Band structure of hydrogenated silicene on Ag(111): Evidence for half-silicane

Abstract

In the case of graphene, hydrogenation removes the conductivity due to the bands forming the Dirac cone by opening up a band gap. This type of chemical functionalization is of utmost importance for electronic applications. As predicted by theoretical studies, a similar change of the band structure is expected for silicene, the closest analogue to graphene. We here report a study of the atomic and electronic structures of hydrogenated silicene, so called silicane. The ($\small 2\sqrt{3} \times 2\sqrt{3}$) phase of silicene on Ag(111) was used in this study since it can be formed homogeneously across the entire surface of the Ag substrate.
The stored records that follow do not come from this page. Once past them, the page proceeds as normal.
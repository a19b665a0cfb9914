//! Error response body

use axum::{http::StatusCode, Json};
use serde::Serialize;
use shopscout::DomainError;
use utoipa::ToSchema;

/// `{"error": "..."}`
#[derive(Debug, Clone, Serialize, ToSchema)]
pub struct ErrorResponse {
    #[schema(example = "Query parameter is required")]
    pub error: String,
}

/// Error half of every handler's return type
pub type ApiError = (StatusCode, Json<ErrorResponse>);

impl ErrorResponse {
    pub fn new(error: impl Into<String>) -> Self {
        Self {
            error: error.into(),
        }
    }
}

impl From<DomainError> for ErrorResponse {
    fn from(err: DomainError) -> Self {
        Self::new(err.to_string())
    }
}

/// Validation errors map to 400, everything else to 500
pub fn api_error(err: DomainError) -> ApiError {
    let status = if err.is_client_error() {
        StatusCode::BAD_REQUEST
    } else {
        StatusCode::INTERNAL_SERVER_ERROR
    };
    (status, Json(err.into()))
}
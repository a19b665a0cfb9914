//! SearchQuery - Validated search text

use std::fmt;

use crate::domain::errors::DomainError;

/// Message returned when the `query` parameter is missing or empty
pub const QUERY_REQUIRED: &str = "Query parameter is required";

/// Non-empty search text, kept exactly as given
#[derive(Debug, Clone, PartialEq, Eq)]
pub struct SearchQuery(String);

impl SearchQuery {
    /// Validate a raw, possibly missing, query parameter
    pub fn parse(raw: Option<&str>) -> Result<Self, DomainError> {
        match raw {
            Some(text) if !text.is_empty() => Ok(Self(text.to_string())),
            _ => Err(DomainError::Validation(QUERY_REQUIRED.to_string())),
        }
    }

    pub fn as_str(&self) -> &str {
        &self.0
    }

    /// Query text in the `k=` form of a search URL.
    ///
    /// Spaces become `+`; every other reserved character is percent-encoded.
    pub fn keywords(&self) -> String {
        self.0
            .split(' ')
            .map(|word| urlencoding::encode(word).into_owned())
            .collect::<Vec<_>>()
            .join("+")
    }
}

impl fmt::Display for SearchQuery {
    fn fmt(&self, f: &mut fmt::Formatter<'_>) -> fmt::Result {
        f.write_str(&self.0)
    }
}
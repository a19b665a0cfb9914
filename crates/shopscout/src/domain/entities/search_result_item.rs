//! SearchResultItem - One product listed on a search-results page
//!
//! Pure domain entity without infrastructure dependencies.

use serde::{Deserialize, Serialize};

/// Sentinel for optional fields that were not present on the page
pub const NOT_AVAILABLE: &str = "N/A";

/// A single product extracted from a search-results page
#[derive(Debug, Clone, PartialEq, Eq, Serialize, Deserialize)]
#[serde(rename_all = "camelCase")]
pub struct SearchResultItem {
    pub product_name: String,
    pub price: String,
    pub rating: String,
    pub availability: String,
}

impl SearchResultItem {
    /// Build an item from located field texts.
    ///
    /// `price` and `availability` fall back to [`NOT_AVAILABLE`] when absent.
    pub fn new(
        product_name: impl Into<String>,
        price: Option<String>,
        rating: impl Into<String>,
        availability: Option<String>,
    ) -> Self {
        Self {
            product_name: product_name.into(),
            price: price.unwrap_or_else(|| NOT_AVAILABLE.to_string()),
            rating: rating.into(),
            availability: availability.unwrap_or_else(|| NOT_AVAILABLE.to_string()),
        }
    }
}

#[cfg(test)]
mod tests {
    use super::*;

    #[test]
    fn missing_optional_fields_use_sentinel() {
        let item = SearchResultItem::new("Desk Lamp", None, "4.5 out of 5 stars", None);
        assert_eq!(item.price, "N/A");
        assert_eq!(item.availability, "N/A");
    }

    #[test]
    fn serializes_with_camel_case_keys() {
        let item = SearchResultItem::new(
            "Desk Lamp",
            Some("$19.99".into()),
            "4.5 out of 5 stars",
            Some("In Stock".into()),
        );
        let json = serde_json::to_value(&item).expect("serialize");
        assert_eq!(
            json,
            serde_json::json!({
                "productName": "Desk Lamp",
                "price": "$19.99",
                "rating": "4.5 out of 5 stars",
                "availability": "In Stock"
            })
        );
    }

    #[test]
    fn list_survives_json_round_trip() {
        let items = vec![
            SearchResultItem::new("A", Some("$1.00".into()), "5.0 out of 5 stars", None),
            SearchResultItem::new("B \"quoted\"", None, "3.9 out of 5 stars", Some("Only 2 left".into())),
        ];
        let json = serde_json::to_string(&items).expect("serialize");
        let parsed: Vec<SearchResultItem> = serde_json::from_str(&json).expect("deserialize");
        assert_eq!(parsed, items);
    }
}
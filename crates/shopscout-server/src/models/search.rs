//! Product search request/response DTOs

use serde::Serialize;
use shopscout::SearchResultItem;
use utoipa::{IntoParams, ToSchema};

/// Query string of `GET /api/search`
#[derive(Debug, IntoParams)]
#[into_params(parameter_in = Query)]
pub struct SearchParams {
    /// Search text; spaces are allowed
    pub query: Option<String>,
}

impl SearchParams {
    /// Decoded query-string pairs; a repeated `query` keeps its first value
    pub fn from_pairs(pairs: Vec<(String, String)>) -> Self {
        let query = pairs
            .into_iter()
            .find(|(key, _)| key == "query")
            .map(|(_, value)| value);
        Self { query }
    }
}

/// One product from the search-results page
#[derive(Debug, Clone, Serialize, PartialEq, Eq, ToSchema)]
#[serde(rename_all = "camelCase")]
pub struct ProductResponse {
    #[schema(example = "Anker 4-Port USB 3.0 Hub")]
    pub product_name: String,
    /// Displayed price, or "N/A"
    #[schema(example = "$19.99")]
    pub price: String,
    #[schema(example = "4.7 out of 5 stars")]
    pub rating: String,
    /// Availability note, or "N/A"
    #[schema(example = "In Stock")]
    pub availability: String,
}

impl From<SearchResultItem> for ProductResponse {
    fn from(item: SearchResultItem) -> Self {
        Self {
            product_name: item.product_name,
            price: item.price,
            rating: item.rating,
            availability: item.availability,
        }
    }
}
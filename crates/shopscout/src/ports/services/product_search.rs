//! Product Search Service Port
//!
//! Abstract interface for fetching and extracting search results.

use async_trait::async_trait;

use crate::domain::entities::SearchResultItem;
use crate::domain::errors::DomainError;
use crate::domain::value_objects::SearchQuery;

/// Service interface for product search operations
#[async_trait]
pub trait ProductSearchService: Send + Sync {
    /// Fetch the results page for a query and extract its items
    async fn search(&self, query: &SearchQuery) -> Result<Vec<SearchResultItem>, DomainError>;
}
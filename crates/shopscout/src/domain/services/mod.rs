//! Domain Services
//!
//! Stateless logic operating on entities and ports.

mod extraction;

pub use extraction::*;
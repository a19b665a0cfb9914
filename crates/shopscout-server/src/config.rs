//! Server configuration
//!
//! Built once at startup from the deployment's secret store.
//! Every key is optional and falls back to the defaults below.

use std::time::Duration;

use reqwest::Url;
use shopscout::SearchQuery;
use thiserror::Error;

pub const DEFAULT_BASE_URL: &str = "https://www.amazon.com";
pub const DEFAULT_USER_AGENT: &str = "Mozilla/5.0 (Windows NT 10.0; Win64; x64) AppleWebKit/537.36 (KHTML, like Gecko) Chrome/91.0.4472.124 Safari/537.36";
pub const DEFAULT_TIMEOUT_SECS: u64 = 30;

const KEY_BASE_URL: &str = "SEARCH_BASE_URL";
const KEY_USER_AGENT: &str = "SEARCH_USER_AGENT";
const KEY_TIMEOUT_SECS: &str = "SEARCH_TIMEOUT_SECS";

/// Configuration errors
#[derive(Debug, Error)]
pub enum ConfigError {
    #[error("Invalid {key}: {reason}")]
    Invalid { key: &'static str, reason: String },
}

impl ConfigError {
    fn invalid(key: &'static str, reason: impl Into<String>) -> Self {
        Self::Invalid {
            key,
            reason: reason.into(),
        }
    }
}

/// Configuration for the search endpoint's outbound requests
#[derive(Debug, Clone)]
pub struct ServerConfig {
    /// Scheme and host of the search site, without a trailing slash
    pub search_base_url: String,
    /// Sent as the `User-Agent` header of every outbound request
    pub user_agent: String,
    pub request_timeout: Duration,
}

impl Default for ServerConfig {
    fn default() -> Self {
        Self {
            search_base_url: DEFAULT_BASE_URL.to_string(),
            user_agent: DEFAULT_USER_AGENT.to_string(),
            request_timeout: Duration::from_secs(DEFAULT_TIMEOUT_SECS),
        }
    }
}

impl ServerConfig {
    /// Build from a key lookup such as `SecretStore::get`
    pub fn from_lookup<F>(lookup: F) -> Result<Self, ConfigError>
    where
        F: Fn(&str) -> Option<String>,
    {
        let mut config = Self::default();

        if let Some(base_url) = lookup(KEY_BASE_URL) {
            config = config.with_base_url(validate_base_url(&base_url)?);
        }

        if let Some(user_agent) = lookup(KEY_USER_AGENT) {
            let user_agent = user_agent.trim();
            if user_agent.is_empty() {
                return Err(ConfigError::invalid(KEY_USER_AGENT, "must not be empty"));
            }
            config.user_agent = user_agent.to_string();
        }

        if let Some(secs) = lookup(KEY_TIMEOUT_SECS) {
            let secs: u64 = secs
                .trim()
                .parse()
                .map_err(|e| ConfigError::invalid(KEY_TIMEOUT_SECS, format!("{secs:?}: {e}")))?;
            if secs == 0 {
                return Err(ConfigError::invalid(
                    KEY_TIMEOUT_SECS,
                    "must be greater than 0",
                ));
            }
            config.request_timeout = Duration::from_secs(secs);
        }

        Ok(config)
    }

    /// Override the search site (used to point at a local mock in tests)
    pub fn with_base_url(mut self, base_url: impl Into<String>) -> Self {
        self.search_base_url = base_url.into().trim_end_matches('/').to_string();
        self
    }

    /// Results page URL for a query: `{base}/s?k={keywords}`
    pub fn search_url(&self, query: &SearchQuery) -> String {
        format!("{}/s?k={}", self.search_base_url, query.keywords())
    }
}

fn validate_base_url(raw: &str) -> Result<String, ConfigError> {
    let raw = raw.trim();
    let url = Url::parse(raw).map_err(|e| ConfigError::invalid(KEY_BASE_URL, e.to_string()))?;
    match url.scheme() {
        "http" | "https" => Ok(raw.to_string()),
        other => Err(ConfigError::invalid(
            KEY_BASE_URL,
            format!("unsupported scheme '{other}'"),
        )),
    }
}
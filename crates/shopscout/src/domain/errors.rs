//! Domain Errors
//!
//! Error types for domain operations.

use thiserror::Error;

/// Domain layer errors
#[derive(Debug, Error)]
pub enum DomainError {
    #[error("{0}")]
    Validation(String),

    #[error("External service error: {0}")]
    ExternalService(String),

    #[error("Parse error: {0}")]
    Parse(String),
}

impl DomainError {
    /// Whether the error was caused by the caller's input rather than a fault
    pub fn is_client_error(&self) -> bool {
        matches!(self, Self::Validation(_))
    }

    pub fn invalid_selector<T: AsRef<str>>(selector: T, reason: impl std::fmt::Display) -> Self {
        Self::Parse(format!(
            "invalid selector '{}': {}",
            selector.as_ref(),
            reason
        ))
    }
}
//! OpenAPI Documentation
//!
//! Centralized API documentation using utoipa.

use utoipa::OpenApi;

use crate::models::{ErrorResponse, ProductResponse};
use crate::HealthCheck;

#[derive(OpenApi)]
#[openapi(
    paths(
        crate::health_check,
        super::search::search_products,
    ),
    info(
        title = "ShopScout API",
        description = "Scrapes an e-commerce search-results page and returns its products as JSON.",
        license(name = "MIT"),
    ),
    servers(
        (url = "/", description = "Current server"),
    ),
    tags(
        (name = "Health", description = "Health check endpoints"),
        (name = "Search", description = "Search - Product listings scraped from the results page"),
    ),
    components(
        schemas(
            HealthCheck,
            ProductResponse,
            ErrorResponse,
        )
    ),
)]
pub struct ApiDoc;
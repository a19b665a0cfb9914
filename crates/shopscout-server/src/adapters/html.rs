//! HTML document adapter backed by the `scraper` crate.

use scraper::{ElementRef, Html, Selector};
use shopscout::{DocumentNode, DocumentParser, DomainError, HtmlDocument};

/// Parses response bodies with html5ever via `scraper`
#[derive(Debug, Clone, Copy, Default)]
pub struct ScraperParser;

/// A parsed document. Not `Send`; keep it inside synchronous code.
pub struct ScrapedDocument(Html);

#[derive(Clone, Copy)]
pub struct ScrapedNode<'a>(ElementRef<'a>);

fn compile(selector: &str) -> Result<Selector, DomainError> {
    Selector::parse(selector).map_err(|e| DomainError::invalid_selector(selector, format!("{e:?}")))
}

impl DocumentParser for ScraperParser {
    type Document = ScrapedDocument;

    fn parse(&self, body: &str) -> ScrapedDocument {
        ScrapedDocument(Html::parse_document(body))
    }
}

impl HtmlDocument for ScrapedDocument {
    type Node<'a> = ScrapedNode<'a>;

    fn select_all(&self, selector: &str) -> Result<Vec<ScrapedNode<'_>>, DomainError> {
        let selector = compile(selector)?;
        Ok(self.0.select(&selector).map(ScrapedNode).collect())
    }
}

impl<'a> DocumentNode for ScrapedNode<'a> {
    fn select_first(&self, selector: &str) -> Result<Option<Self>, DomainError> {
        let selector = compile(selector)?;
        Ok(self.0.select(&selector).next().map(ScrapedNode))
    }

    fn text(&self) -> String {
        self.0.text().collect()
    }
}

#[cfg(test)]
mod tests {
    use super::*;
    use crate::test_utils::RESULTS_PAGE;
    use shopscout::ProductExtractor;

    #[test]
    fn selects_result_containers_in_order() {
        let document = ScraperParser.parse(RESULTS_PAGE);
        let nodes = document.select_all(".s-result-item").expect("valid selector");
        assert_eq!(nodes.len(), 4);
    }

    #[test]
    fn select_first_searches_descendants() {
        let document = ScraperParser.parse(RESULTS_PAGE);
        let nodes = document.select_all(".s-result-item").expect("valid selector");
        let price = nodes[0]
            .select_first(".a-price .a-offscreen")
            .expect("valid selector")
            .map(|n| n.text());
        assert_eq!(price.as_deref(), Some("$19.99"));
    }

    #[test]
    fn text_concatenates_nested_text() {
        let document = ScraperParser.parse("<div class=\"x\"><b>Hello</b> <i>world</i></div>");
        let nodes = document.select_all(".x").expect("valid selector");
        assert_eq!(nodes[0].text(), "Hello world");
    }

    #[test]
    fn invalid_selector_is_reported() {
        let document = ScraperParser.parse("<html></html>");
        let err = document.select_all("div[").err().expect("should fail");
        assert!(matches!(err, DomainError::Parse(_)));
    }

    #[test]
    fn extracts_amazon_results_page() {
        let items = ProductExtractor::default()
            .extract_from(&ScraperParser, RESULTS_PAGE)
            .expect("extract");

        assert_eq!(items.len(), 2);

        assert_eq!(items[0].product_name, "Anker 4-Port USB 3.0 Hub");
        assert_eq!(items[0].price, "$19.99");
        assert_eq!(items[0].rating, "4.7 out of 5 stars");
        assert_eq!(items[0].availability, "In Stock");

        // Listed without a price: kept, with sentinels
        assert_eq!(items[1].product_name, "Generic USB-C Hub");
        assert_eq!(items[1].price, "N/A");
        assert_eq!(items[1].availability, "N/A");
    }

    #[test]
    fn page_without_results_extracts_nothing() {
        let items = ProductExtractor::default()
            .extract_from(&ScraperParser, "<html><body><p>No results</p></body></html>")
            .expect("extract");
        assert!(items.is_empty());
    }
}
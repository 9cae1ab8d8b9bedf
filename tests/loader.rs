//! End-to-end: load the fixture curriculum and drive the view-model.

use std::path::Path;

use curriculum_graph::curriculum::progression;
use curriculum_graph::render::{Palette, present};
use curriculum_graph::{GraphView, Role, load_repository};
use pretty_assertions::assert_eq;

fn fixture() -> GraphView {
    let path = Path::new(env!("CARGO_MANIFEST_DIR")).join("tests/fixtures/curriculum.json");
    GraphView::new(load_repository(&path).unwrap())
}

#[test]
fn overview_defaults_to_grade_six() {
    let mut view = fixture();
    let output = view.output();

    let labels = output
        .graph
        .nodes
        .iter()
        .map(|node| node.label.as_str())
        .collect::<Vec<_>>();
    assert_eq!(labels, vec!["природни броеви", "дропки", "Агли"]);
    assert_eq!(output.graph.edges.len(), 1);
}

#[test]
fn search_then_focus_shows_the_causal_chain() {
    let mut view = fixture();
    view.set_clustered(true);
    view.set_search("pyth");

    let hit = view.search_results()[0].clone();
    assert_eq!((hit.id.as_str(), hit.grade_level), ("g8-pythagoras", 8));
    view.select_search_result(&hit.id);

    let output = view.output();
    let roles = output
        .graph
        .nodes
        .iter()
        .map(|node| (node.id.as_str(), node.role))
        .collect::<Vec<_>>();
    assert_eq!(
        roles,
        vec![
            ("g6-naturals", Role::Upstream),
            ("g6-fractions", Role::Upstream),
            ("g6-angles", Role::Upstream),
            ("g7-fractions", Role::Upstream),
            ("g8-pythagoras", Role::Focused),
        ]
    );
    assert!(output.clustering.is_none());
    assert!(
        output
            .graph
            .edges
            .iter()
            .all(|edge| edge.role == Role::Upstream)
    );
}

#[test]
fn clustered_overview_groups_topics_across_grades() {
    let mut view = fixture();
    view.set_grades([6, 7, 8]);
    view.set_clustered(true);

    let payload = present(view.output(), &Palette::default());
    let labels = payload
        .nodes
        .iter()
        .map(|node| node.label.as_str())
        .collect::<Vec<_>>();

    assert_eq!(
        labels,
        vec![
            "[VI] Броеви\n(2 concepts)",
            "[VI] Геометрија\n(1 concepts)",
            "[VII] Операции со броеви\n(1 concepts)",
            "[VIII] Геометрија\n(1 concepts)",
        ]
    );
    assert_eq!(payload.edges.len(), 3);
}

#[test]
fn fraction_progression_spans_grades() {
    let view = fixture();
    let steps = progression(view.repository(), "g6-fractions")
        .into_iter()
        .map(|step| step.grade_level)
        .collect::<Vec<_>>();

    assert_eq!(steps, vec![6, 7]);
}
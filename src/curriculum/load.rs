use std::fs;
use std::path::Path;

use anyhow::{Context, Result};

use super::parse::{RawDataset, parse_dataset};
use super::repository::{Concept, ConceptRepository, GradeInfo, TopicInfo};

pub fn load_repository(path: &Path) -> Result<ConceptRepository> {
    let raw = fs::read_to_string(path)
        .with_context(|| format!("failed to read curriculum data from {}", path.display()))?;

    parse_repository(&raw)
        .with_context(|| format!("failed to parse curriculum data in {}", path.display()))
}

pub fn parse_repository(raw: &str) -> Result<ConceptRepository> {
    let repository = match parse_dataset(raw)? {
        RawDataset::Nested(curriculum) => {
            let mut concepts = Vec::new();
            let mut topics = Vec::new();
            let mut grades = Vec::with_capacity(curriculum.grades.len());

            for grade in curriculum.grades {
                grades.push(GradeInfo {
                    level: grade.level,
                    title: grade.title,
                });

                for topic in grade.topics {
                    topics.push(TopicInfo {
                        id: topic.id.clone(),
                        title: topic.title,
                        grade_level: grade.level,
                    });

                    concepts.extend(topic.concepts.into_iter().map(|concept| Concept {
                        id: concept.id,
                        title: concept.title,
                        description: concept.description,
                        grade_level: grade.level,
                        topic_id: topic.id.clone(),
                        prior_knowledge_ids: concept.prior_knowledge_ids,
                    }));
                }
            }

            ConceptRepository::with_catalog(concepts, topics, grades)
        }
        RawDataset::Flat(raw_concepts) => {
            let concepts = raw_concepts
                .into_iter()
                .map(|concept| Concept {
                    id: concept.id,
                    title: concept.title,
                    description: concept.description,
                    grade_level: concept.grade_level,
                    topic_id: concept.topic_id,
                    prior_knowledge_ids: concept.prior_knowledge_ids,
                })
                .collect();

            ConceptRepository::new(concepts)
        }
    };

    tracing::debug!(
        concepts = repository.len(),
        edges = repository.edge_count(),
        grades = repository.grades().len(),
        "loaded concept repository"
    );

    Ok(repository)
}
Low energy electron diffraction and scanning tunneling microscopy data clearly show that hydrogenation changes the structure of silicene on Ag(111) resulting in a (1 $\times$ 1) periodicity with respect to the silicene lattice. The hydrogenated silicene also exhibits a quasi-regular ($\small 2\sqrt{3} \times 2\sqrt{3}$)-like arrangement of vacancies. Angle resolved photoelectron spectroscopy revealed two dispersive bands which can be unambiguously assigned to silicane. The common top of these bands is located at $\small \backsim$ 0.9 eV below the Fermi level. We find that the experimental bands are closely reproduced by the theoretical band structure of free standing silicane with H adsorbed on the upper hexagonal sub-lattice of silicene.